As mentioned above, the preference for the s-trans conformer of acetophenone derivatives 1ap was clarified. In order to obtain information on the stability of the s-trans conformation compared with the s-cis conformation, 1ap were analyzed by DFT calculations. First, the conformational ensembles of 1ap were generated from 2D chemical structures as the initial structures for the DFT calculations. These conformations generated were optimized with the RDKit using the universal force field (UFF) and clustered using a tolerance of 0.2 Å root-mean-square derivation. For each conformer, Hartree–Fock (HF) calculations were carried out to obtain optimized geometries and energies at the RHF/6-31G(d) and B3LYP/6-31G(d) levels. Due to insufficient formation of conformations in compounds 1d and 1hn, we calculated the energy surfaces defined by a dihedral angle (∠O=C–C1′-C2′) to obtain stable conformers at the B3LYP/STO-3G level.
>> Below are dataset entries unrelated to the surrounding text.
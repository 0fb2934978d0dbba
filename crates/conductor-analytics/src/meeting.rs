//! Temporal clustering and meeting-thread detection.
//!
//! Messages are grouped into clusters separated by silence gaps; a cluster
//! qualifies as a meeting thread only when it looks like a live discussion:
//! a discussion indicator, several participants, and a message density above
//! a chat-noise floor.

use std::collections::HashMap;

use chrono::{DateTime, Duration, Utc};
use serde::{Deserialize, Serialize};
use uuid::Uuid;

use conductor_core::types::ChatMessage;

use crate::extract::{TaskExtractor, TaskItem};
use crate::lexicon::Lexicon;
use crate::sentiment::{Polarity, SentimentScorer};

/// Silence gap that ends a cluster, in minutes.
const CLUSTER_GAP_MINUTES: i64 = 30;
/// Minimum distinct participants for a meeting thread.
const MIN_PARTICIPANTS: usize = 2;
/// Minimum messages per hour for a meeting thread.
const MIN_DENSITY_PER_HOUR: f64 = 10.0;
/// Messages considered for topic-term counting.
const TOPIC_MESSAGE_WINDOW: usize = 5;
/// Number of topic terms kept.
const TOPIC_TERM_COUNT: usize = 3;
/// Fixed confidence attached to keyword-detected decisions.
const DECISION_CONFIDENCE: f64 = 0.8;

/// Sentiment classification of a whole thread.
#[derive(Debug, Clone, Copy, PartialEq, Eq, Serialize, Deserialize)]
#[serde(rename_all = "snake_case")]
pub enum ThreadSentiment {
    /// Positive blended sentiment.
    Productive,
    /// Neutral blended sentiment.
    Neutral,
    /// Negative sentiment or conflict-word overlap.
    Tense,
}

/// A decision captured inside a meeting thread.
#[derive(Debug, Clone, Serialize, Deserialize)]
pub struct DecisionPoint {
    /// The deciding message's text.
    pub description: String,
    /// Author of the deciding message.
    pub decision_maker: String,
    /// When the decision was posted.
    pub timestamp: DateTime<Utc>,
    /// Detection confidence; keyword detection is fixed at 0.8.
    pub confidence: f64,
}

/// A detected meeting-like thread.
#[derive(Debug, Clone, Serialize, Deserialize)]
pub struct MeetingThread {
    /// Unique identifier.
    pub id: Uuid,
    /// Most frequent non-stopword terms across the opening messages.
    pub topic: Vec<String>,
    /// Distinct participant names.
    pub participants: Vec<String>,
    /// First message timestamp.
    pub started_at: DateTime<Utc>,
    /// Span from first to last message, in minutes.
    pub duration_minutes: i64,
    /// Decisions captured in the thread.
    pub decisions: Vec<DecisionPoint>,
    /// Action items extracted from the thread's messages.
    pub action_items: Vec<TaskItem>,
    /// Blended thread sentiment.
    pub sentiment: ThreadSentiment,
}

/// Clusters message streams into candidate meeting threads.
#[derive(Debug, Clone, Default)]
pub struct MeetingAnalyzer {
    scorer: SentimentScorer,
    extractor: TaskExtractor,
}

impl MeetingAnalyzer {
    /// Creates an analyzer reusing existing scorer and extractor instances.
    #[must_use]
    pub fn new(scorer: SentimentScorer, extractor: TaskExtractor) -> Self {
        Self { scorer, extractor }
    }

    /// Detects meeting threads in a message stream.
    ///
    /// Messages are sorted by timestamp before clustering, so callers may
    /// pass them in any order.
    #[must_use]
    pub fn analyze(&self, messages: &[ChatMessage]) -> Vec<MeetingThread> {
        let mut sorted: Vec<&ChatMessage> = messages.iter().collect();
        sorted.sort_by_key(|message| message.timestamp);

        cluster(&sorted)
            .into_iter()
            .filter(|cluster| self.qualifies(cluster))
            .map(|cluster| self.build_thread(&cluster))
            .collect()
    }

    /// A cluster qualifies iff it has a discussion indicator, enough
    /// participants, and meeting-like density.
    fn qualifies(&self, cluster: &[&ChatMessage]) -> bool {
        let has_discussion = cluster
            .iter()
            .any(|message| Lexicon::has_discussion_term(&message.text));
        if !has_discussion {
            return false;
        }
        if participant_names(cluster).len() < MIN_PARTICIPANTS {
            return false;
        }
        density_per_hour(cluster) > MIN_DENSITY_PER_HOUR
    }

    fn build_thread(&self, cluster: &[&ChatMessage]) -> MeetingThread {
        let started_at = cluster.first().map(|message| message.timestamp);
        let ended_at = cluster.last().map(|message| message.timestamp);
        let duration_minutes = match (started_at, ended_at) {
            (Some(start), Some(end)) => (end - start).num_minutes(),
            _ => 0,
        };

        let decisions = cluster
            .iter()
            .filter(|message| Lexicon::has_meeting_decision_term(&message.text))
            .map(|message| DecisionPoint {
                description: message.text.clone(),
                decision_maker: message.author.name.clone(),
                timestamp: message.timestamp,
                confidence: DECISION_CONFIDENCE,
            })
            .collect();

        let owned: Vec<ChatMessage> = cluster.iter().map(|message| (*message).clone()).collect();
        let action_items = self.extractor.extract(&owned);

        let joined: String = cluster
            .iter()
            .map(|message| message.text.as_str())
            .collect::<Vec<_>>()
            .join("\n");
        let blended = self.scorer.analyze(&joined);
        let conflict = blended
            .negative
            .iter()
            .any(|token| Lexicon::is_conflict_term(token));
        let sentiment = match blended.classification {
            _ if conflict => ThreadSentiment::Tense,
            Polarity::Negative => ThreadSentiment::Tense,
            Polarity::Positive => ThreadSentiment::Productive,
            Polarity::Neutral => ThreadSentiment::Neutral,
        };

        MeetingThread {
            id: Uuid::new_v4(),
            topic: topic_terms(cluster),
            participants: participant_names(cluster),
            started_at: started_at.unwrap_or_default(),
            duration_minutes,
            decisions,
            action_items,
            sentiment,
        }
    }
}

/// Splits a time-sorted stream wherever the silence gap exceeds 30 minutes.
fn cluster<'stream>(sorted: &[&'stream ChatMessage]) -> Vec<Vec<&'stream ChatMessage>> {
    let gap = Duration::minutes(CLUSTER_GAP_MINUTES);
    let mut clusters: Vec<Vec<&ChatMessage>> = Vec::new();

    for &message in sorted {
        match clusters.last_mut() {
            Some(current) => {
                let previous = current.last().map(|prior| prior.timestamp);
                if previous.is_some_and(|prior| message.timestamp - prior > gap) {
                    clusters.push(vec![message]);
                } else {
                    current.push(message);
                }
            }
            None => clusters.push(vec![message]),
        }
    }
    clusters
}

fn participant_names(cluster: &[&ChatMessage]) -> Vec<String> {
    let mut names = Vec::new();
    for message in cluster {
        if !names.contains(&message.author.name) {
            names.push(message.author.name.clone());
        }
    }
    names
}

/// Messages per hour; sub-minute clusters are measured against a one-minute
/// floor so instantaneous bursts do not divide by zero.
fn density_per_hour(cluster: &[&ChatMessage]) -> f64 {
    let (Some(first), Some(last)) = (cluster.first(), cluster.last()) else {
        return 0.0;
    };
    let minutes = (last.timestamp - first.timestamp).num_minutes().max(1);
    cluster.len() as f64 * 60.0 / minutes as f64
}

/// Top non-stopword terms across the cluster's opening messages.
fn topic_terms(cluster: &[&ChatMessage]) -> Vec<String> {
    let mut counts: HashMap<String, usize> = HashMap::new();
    for message in cluster.iter().take(TOPIC_MESSAGE_WINDOW) {
        for token in message.text.to_lowercase().split_whitespace() {
            let token = token.trim_matches(|ch: char| !ch.is_alphanumeric());
            if token.chars().count() < 3 || Lexicon::is_stopword(token) {
                continue;
            }
            *counts.entry(token.to_owned()).or_insert(0) += 1;
        }
    }

    let mut ranked: Vec<(String, usize)> = counts.into_iter().collect();
    ranked.sort_by(|left, right| right.1.cmp(&left.1).then_with(|| left.0.cmp(&right.0)));
    ranked
        .into_iter()
        .take(TOPIC_TERM_COUNT)
        .map(|(term, _)| term)
        .collect()
}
For the most stable structure in each cis/trans isomer, the geometries were further optimized at a more accurate level, i.e., RB3LYP/6-31G(d) on the SCRF/IEFPCM model in CHCl3 and RmPW1PW91/6-311G(d,p) on the SCRF/IEFPCM model in CHCl3. Zero-point energy (ZPE) correction was made on the basis of the frequency calculation with RmPW1PW91/6-311G(d,p) on the SCRF/IEFPCM model in CHCl3. As expected, the DFT calculation for 1ap confirmed that trans conformers are more stable than cis conformers. Further, using the energy differences (ΔG) between cis/trans conformers calculated by DFT, the ratios (cis/trans) based on the Boltzmann distribution were also calculated (Table 3). It was revealed that compounds 1ap exist predominantly as trans conformers.

Table 3. Difference in Energy and Ratio (cis/trans) of Compounds 1ap Calculated at mPW1PW91/6-311G(d,p), IEFPCM: CHCl3.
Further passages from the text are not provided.